Advances in technology and understanding the molecular profile of tumors have resulted in the identification of new therapeutic targets in cancer. However, the process of drug discovery and development usually takes 10 to 15 years and is costly and risky. Given the huge demand for new cancer treatments and the lengthy process for novel drug development, some scientists turn to drug repurposing — namely, the identification of new uses for U.S. Food and Drug Administration (FDA)–approved or investigational drugs. Thalidomide is a poster child for drug repurposing in cancer, as it was developed in the 1950s as a sedative for pregnant women, subsequently used as a therapy for leprosy, and approved by the FDA in 2006 for treatment of multiple myeloma (MM).1
MM is a genetically complex and heterogeneous malignancy of plasma cells that is characterized by progression of disease from distinct precursor states: monoclonal gammopathy of undetermined significance and smoldering multiple myeloma.2,3 MM is the second most common hematologic malignancy in the United States and remains an incurable disease.
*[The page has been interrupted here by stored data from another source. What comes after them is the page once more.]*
//! Background loop that pulls commands off the queue.

use std::sync::Arc;

use parking_lot::Mutex;
use tokio::sync::watch;
use tokio::task::JoinHandle;
use tracing::{debug, error, info};

use super::CommandExecutor;
use crate::error::EngineError;
use crate::state::StateStore;

/// Executes queued commands one at a time on a spawned task.
pub struct QueueWorker {
    cancel_tx: watch::Sender<bool>,
    handle: Mutex<Option<JoinHandle<()>>>,
}

impl QueueWorker {
    /// Spawn the worker loop. Must be called inside a tokio runtime.
    pub fn start(state: Arc<StateStore>, executor: Arc<CommandExecutor>) -> Self {
        let (cancel_tx, cancel_rx) = watch::channel(false);
        let handle = tokio::spawn(run(state, executor, cancel_rx));
        Self {
            cancel_tx,
            handle: Mutex::new(Some(handle)),
        }
    }

    /// Stop pulling new commands. The command in flight, if any, finishes.
    pub fn cancel(&self) {
        self.cancel_tx.send_replace(true);
    }

    /// Wait for the loop to exit.
    pub async fn join(&self) {
        let handle = self.handle.lock().take();
        if let Some(handle) = handle {
            if let Err(e) = handle.await {
                error!("Command queue worker panicked: {}", e);
            }
        }
    }
}

impl Drop for QueueWorker {
    fn drop(&mut self) {
        self.cancel();
    }
}

async fn cancelled(mut cancel_rx: watch::Receiver<bool>) {
    // A dropped sender also means nobody will ever feed the worker again
    let _ = cancel_rx.wait_for(|cancelled| *cancelled).await;
}

async fn run(state: Arc<StateStore>, executor: Arc<CommandExecutor>, cancel_rx: watch::Receiver<bool>) {
    info!("Command queue worker started");
    loop {
        let next = tokio::select! {
            _ = cancelled(cancel_rx.clone()) => break,
            view = state.wait_for(|view| !matches!(view.commands().get_next_queued(), Ok(None))) => view,
        };

        let next_id = match next {
            Ok(view) => view.commands().get_next_queued().map(|id| id.map(str::to_string)),
            Err(e) => Err(e),
        };
        let command_id = match next_id {
            Ok(Some(command_id)) => command_id,
            Ok(None) => continue,
            Err(EngineError::RunStopped(_)) => {
                debug!("Run stopped, command queue worker exiting");
                break;
            }
            Err(e) => {
                error!("Failed to get next command: {}", e);
                break;
            }
        };

        if let Err(e) = executor.execute(&command_id).await {
            error!("Failed to record outcome of command {}: {}", command_id, e);
        }
    }
    info!("Command queue worker stopped");
}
Frontline therapy for MM differs across countries depending on drug availability; the most common regimens are either double-agent therapy with lenalidomide and dexamethasone or triple-agent therapies with bortezomib, lenalidomide, and dexamethasone; bortezomib, thalidomide, and dexamethasone; and bortezomib, cyclophosphamide, and dexamethasone.4
The immunomodulatory drug (IMiD) thalidomide and its structural analogs lenalidomide and pomalidomide induce the ubiquitination and proteosomal degradation of key MM transcription factors Ikaros (IKZF1) and Aiolos (IKZF3) via binding to Cereblon (CRBN). CRBN is the substrate receptor for the E3 ubiquitin ligase, and binding of those drugs to CRBN alters its selectivity to substrates such as IKZF1 and IKZF3, and subsequently leads to their degradation through proteolysis.5,6 IKZF1 and IKZF3 are members of the largest family of C2H2 zinc finger (ZF) proteins in the human proteome, which includes many putative transcription factors — usually challenging targets for drug development due to the lack of targetable active sites.
In a recent functional and computational study, Dr. Quinlan L. Sievers and colleagues defined novel protein targets of thalidomide analogs, drawing from approximately 800 C2H2 ZF-containing proteins. Screening 6,572 C2H2 ZF motifs, they discovered 11 ZFs that were degraded in the presence of thalidomide, lenalidomide, and pomalidomide, while six of those were able to mediate the degradation of their corresponding full-length protein, comprising known targets IKFZ1/IKZF3 as well as five novel targets, ZNF692, ZFP91, ZNF276, ZNF653, and ZNF827.
Although the 11 ZF motifs discovered in the screen did not show major similarities in their amino acid sequences, those that could mediate the degradation of their full-length protein had an additional ZF protein motif that was associated with high-affinity binding to the drug-CRBN complex. A structural study of IKZF1 and pomalidomide further suggested that it is the overall shape of the C2H2 ZF domain, rather than its amino acid sequence, that determines whether a ZF motif will fit and bind the complementary groove on the drug-CRBN complex surface. Supporting this notion, Dr. Sievers and colleagues performed an analysis on structurally similar ZFs and showed that approximately 50 to 150 additional C2H2 ZFs were capable of binding to the drug-CRBN complex with similar or better scores than the 11 ZFs discovered in the screen. Functional validation of biologically relevant ZFs in vitro further proved that the drug-CRBN interface is prone to interacting with higher numbers of ZF proteins than discovered in the screen and introduced new target ZF proteins for therapeutic intervention, such as the lymphoma onco-protein BCL6, the transcription factor EGR1 that regulates multiple tumor suppressor genes, and the oncofetal protein SALL4. Importantly, chemical modification of thalidomide analogs at the drug-ZF interface resulted in the degradation of particular groups of ZFs, suggesting that thalidomide analogs can be modified to selectively target different proteins, including transcriptional factors that are traditionally considered to be “undruggable.”
In Brief
Although these promising in vitro results might not fully translate in vivo due to potential competition for CRBN occupancy and the modulation of affinity and binding kinetics of ZF motifs to CRBN by the drug, this comprehensive study by Dr. Sievers and colleagues significantly enhanced our understanding of thalidomide-CRBN–mediated protein degradation and introduced novel target proteins for thalidomide therapy. These results pave the way for the expansion of both, IMiD indications across different cancers or diseases, and IMiD utility in the treatment of MM itself, while they offer a solution to targeting undruggable transcription factors, which can expand the list of existing drug targets and pathways and improve patient outcomes.
References
Competing Interests
Dr. Rahmat and Dr. Sklavenitis-Pistofidis indicated no relevant conflicts of interest. Dr. Ghobrial serves on advisory boards at Celgene, Takeda, Janssen, and BMS.